Tally up the lines in the material where the word "tokio" appears, then give the total and nothing else.

# # # # #

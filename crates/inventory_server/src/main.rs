//! Fruit inventory HTTP server.
//!
//! Configuration comes from the environment (and an optional `.env` file);
//! see `inventory_server::config` for the recognized variables.

use inventory_core::init_logging;
use inventory_server::{create_router, AppState, ServerConfig, ServerError};
use log::{error, info, warn};
use std::process::ExitCode;
use tokio::net::TcpListener;
use tokio::signal;

#[tokio::main]
async fn main() -> ExitCode {
    dotenvy::dotenv().ok();

    match run().await {
        Ok(()) => ExitCode::SUCCESS,
        Err(err) => {
            error!("event=server_exit module=server status=error error={err}");
            eprintln!("inventory-server: {err}");
            ExitCode::FAILURE
        }
    }
}

async fn run() -> Result<(), ServerError> {
    let config = ServerConfig::from_env()?;
    init_logging(&config.log_level, config.log_dir.as_deref()).map_err(ServerError::Logging)?;

    let state = AppState::open(&config.db_location)?;
    let app = create_router(state);

    let addr = config.socket_addr();
    let listener = TcpListener::bind(addr).await?;
    info!("event=server_start module=server status=ok addr={addr}");

    axum::serve(listener, app)
        .with_graceful_shutdown(shutdown_signal())
        .await?;

    info!("event=server_stop module=server status=ok");
    Ok(())
}

/// Resolves on Ctrl+C, or SIGTERM on Unix.
async fn shutdown_signal() {
    let ctrl_c = async {
        if let Err(err) = signal::ctrl_c().await {
            warn!("event=signal_install module=server status=error signal=ctrl_c error={err}");
            std::future::pending::<()>().await;
        }
    };

    #[cfg(unix)]
    let terminate = async {
        match signal::unix::signal(signal::unix::SignalKind::terminate()) {
            Ok(mut stream) => {
                stream.recv().await;
            }
            Err(err) => {
                warn!("event=signal_install module=server status=error signal=sigterm error={err}");
                std::future::pending::<()>().await;
            }
        }
    };

    #[cfg(not(unix))]
    let terminate = std::future::pending::<()>();

    tokio::select! {
        () = ctrl_c => info!("event=shutdown module=server status=start signal=ctrl_c"),
        () = terminate => info!("event=shutdown module=server status=start signal=sigterm"),
    }
}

# # # # #

* SOLUTION TO THIS EXERCISE:
4